La passerelle aux câbles d’Ivry-Charenton (Val-de-Marne) existe et s’étire lentement, mystérieusement au‑dessus de la Seine comme un défi silencieux à la gravité. Visite.
Les bâtiments nous parlent. Pas tous. Seulement ceux qui ont quelque chose à dire, qui portent un souvenir, l’histoire de leur naissance. Il suffit de prêter l’oreille, de s’ouvrir au murmure et à la sensation.
Bizarrement le béton, tant décrié aujourd’hui est porteur de cette mélancolie, de cette poétique, de la longue et lente histoire de sa chimie, de sa tension, c’est-à-dire du génie humain. Écoutez cette histoire.

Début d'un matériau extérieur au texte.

use chrono::{Duration, Utc};
use sea_orm::TransactionTrait;
use uuid::Uuid;

use crate::{
    audit,
    dto::payments::{CreatePaymentRequest, PaymentCallbackRequest, PaymentIntent, PaymentResult},
    error::{AppError, AppResult},
    middleware::auth::AuthUser,
    order_status::OrderStatus,
    response::{ApiResponse, Meta},
    services::order_service::{find_user_order, transition_order},
    state::AppState,
};

const CALLBACK_SUCCESS: &str = "success";

/// Issues a mock payment intent for one of the caller's pending orders.
pub async fn create_payment(
    state: &AppState,
    user: &AuthUser,
    payload: CreatePaymentRequest,
) -> AppResult<ApiResponse<PaymentIntent>> {
    let order = find_user_order(&state.orm, user.user_id, payload.order_id).await?;
    let status: OrderStatus = order.status.parse()?;
    if status != OrderStatus::Pending {
        return Err(AppError::InvalidTransition {
            from: status,
            to: OrderStatus::Paid,
        });
    }

    let payment_no = build_payment_no();
    let gateway = state.config.payment_gateway_url.trim_end_matches('/');
    let intent = PaymentIntent {
        payment_url: format!("{gateway}/pay/{payment_no}"),
        qr_code: format!("{gateway}/qr/{payment_no}"),
        expires_at: Utc::now() + Duration::minutes(state.config.payment_expire_minutes),
        payment_no,
        order_id: order.id,
        payment_method: payload.payment_method,
        amount: order.total_amount,
    };

    tracing::info!(
        order_id = %order.id,
        payment_no = %intent.payment_no,
        amount = intent.amount,
        "payment intent created"
    );
    Ok(ApiResponse::success(
        "Payment created",
        intent,
        Some(Meta::empty()),
    ))
}

/// Applies the gateway's verdict to a pending order. Only `success` moves it to paid.
pub async fn payment_callback(
    state: &AppState,
    user: &AuthUser,
    payload: PaymentCallbackRequest,
) -> AppResult<ApiResponse<PaymentResult>> {
    if payload.payment_no.trim().is_empty() {
        return Err(AppError::BadRequest("payment_no is required".into()));
    }

    let order = find_user_order(&state.orm, user.user_id, payload.order_id).await?;
    let status: OrderStatus = order.status.parse()?;
    if status != OrderStatus::Pending {
        return Err(AppError::InvalidTransition {
            from: status,
            to: OrderStatus::Paid,
        });
    }

    if payload.status != CALLBACK_SUCCESS {
        tracing::warn!(
            order_id = %order.id,
            payment_no = %payload.payment_no,
            status = %payload.status,
            "payment reported failure"
        );
        return Err(AppError::PaymentFailed);
    }

    let txn = state.orm.begin().await?;
    let order = transition_order(&txn, order.id, OrderStatus::Paid, None).await?;
    txn.commit().await?;

    audit::record(
        &state.orm,
        user.user_id,
        "order_paid",
        "orders",
        serde_json::json!({ "order_id": order.id, "payment_no": payload.payment_no }),
    )
    .await;

    Ok(ApiResponse::success(
        "Payment success",
        PaymentResult {
            order_id: order.id,
            payment_no: payload.payment_no,
            status: order.status,
        },
        Some(Meta::empty()),
    ))
}

/// `PAY` + UTC timestamp to the second + six random digits.
pub fn build_payment_no() -> String {
    let suffix = Uuid::new_v4().as_u128() % 1_000_000;
    format!("PAY{}{:06}", Utc::now().format("%Y%m%d%H%M%S"), suffix)
}
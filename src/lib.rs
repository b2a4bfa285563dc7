pub mod audit;
pub mod config;
pub mod db;
pub mod dto;
pub mod entity;
pub mod error;
pub mod middleware;
pub mod migration;
pub mod models;
pub mod order_status;
pub mod response;
pub mod routes;
pub mod services;
pub mod state;
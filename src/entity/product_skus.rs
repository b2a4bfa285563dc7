use sea_orm::entity::prelude::*;

#[derive(Clone, Debug, PartialEq, DeriveEntityModel)]
#[sea_orm(table_name = "product_skus")]
pub struct Model {
    #[sea_orm(primary_key, auto_increment = false)]
    pub id: Uuid,
    pub product_id: Uuid,
    #[sea_orm(unique)]
    pub sku_code: String,
    pub spec: String,
    pub price: i64,
    pub original_price: Option<i64>,
    pub stock: i32,
    pub status: i16,
    pub created_at: DateTimeWithTimeZone,
    pub updated_at: DateTimeWithTimeZone,
}

#[derive(Copy, Clone, Debug, EnumIter, DeriveRelation)]
pub enum Relation {
    #[sea_orm(
        belongs_to = "super::products::Entity",
        from = "Column::ProductId",
        to = "super::products::Column::Id"
    )]
    Products,
}

impl Related<super::products::Entity> for Entity {
    fn to() -> RelationDef {
        Relation::Products.def()
    }
}

impl ActiveModelBehavior for ActiveModel {}
use serde::{Deserialize, Serialize};
use utoipa::ToSchema;
use uuid::Uuid;

use crate::models::{Order, OrderItem, UserSummary};

#[derive(Debug, Clone, Deserialize, ToSchema)]
pub struct CheckoutLine {
    pub sku_id: Uuid,
    pub quantity: i32,
}

#[derive(Debug, Clone, Deserialize, ToSchema)]
pub struct ShippingAddress {
    pub name: String,
    pub phone: String,
    #[serde(default)]
    pub province: String,
    #[serde(default)]
    pub city: String,
    #[serde(default)]
    pub district: String,
    pub detail: String,
}

impl ShippingAddress {
    pub fn validate(&self) -> Result<(), &'static str> {
        if self.name.trim().is_empty() || self.phone.trim().is_empty() || self.detail.trim().is_empty()
        {
            return Err("Shipping address is incomplete");
        }
        Ok(())
    }

    /// Single-line form stored on the order.
    pub fn full_address(&self) -> String {
        [&self.province, &self.city, &self.district, &self.detail]
            .into_iter()
            .map(|part| part.trim())
            .filter(|part| !part.is_empty())
            .collect::<Vec<_>>()
            .join(" ")
    }
}

#[derive(Debug, Deserialize, ToSchema)]
pub struct CheckoutRequest {
    pub items: Vec<CheckoutLine>,
    pub address: Option<ShippingAddress>,
    pub address_id: Option<Uuid>,
    pub remark: Option<String>,
}

#[derive(Debug, Serialize, ToSchema)]
pub struct OrderWithItems {
    pub order: Order,
    pub items: Vec<OrderItem>,
}

#[derive(Debug, Serialize, ToSchema)]
pub struct AdminOrderDetail {
    pub order: Order,
    pub items: Vec<OrderItem>,
    pub user: Option<UserSummary>,
}

#[derive(Debug, Serialize, ToSchema)]
pub struct OrderList {
    pub items: Vec<Order>,
}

C’est une silhouette fantomatique. C’est la nuit qu’elle révèle ses secrets. Pas tous mais, en l’écoutant, on s’abandonne. On fabrique les siens. On ne revient pas toujours. Parfois on s’embarque, le rêve ou le cauchemar nous prend.
À part ses prouesses techniques, on ne sait plus rien. On a oublié son humanité, on l’a abandonnée dans sa dignité de douairière à peine défaite. Nul ne connaît sa signature avec certitude, des noms ont circulé, comme Charlot, ingénieur concepteur… mais au moment de les écrire, les certitudes se défont comme un manuscrit antique qui s’effriterait à la lumière du jour à l’instant de sa vérité. On a raconté que l’auteur se serait jeté dans la Seine du haut de son ouvrage à cause d’une malfaçon. Avant même l’inauguration.
Rien de tout cela n’est vérifié. Aujourd’hui on dit sobrement qu’on ne sait pas. Ou qu’on a oublié. Ou que c’est effacé. Et qu’il ne reste qu’à rêver… Cela, c’est moi qui le dis…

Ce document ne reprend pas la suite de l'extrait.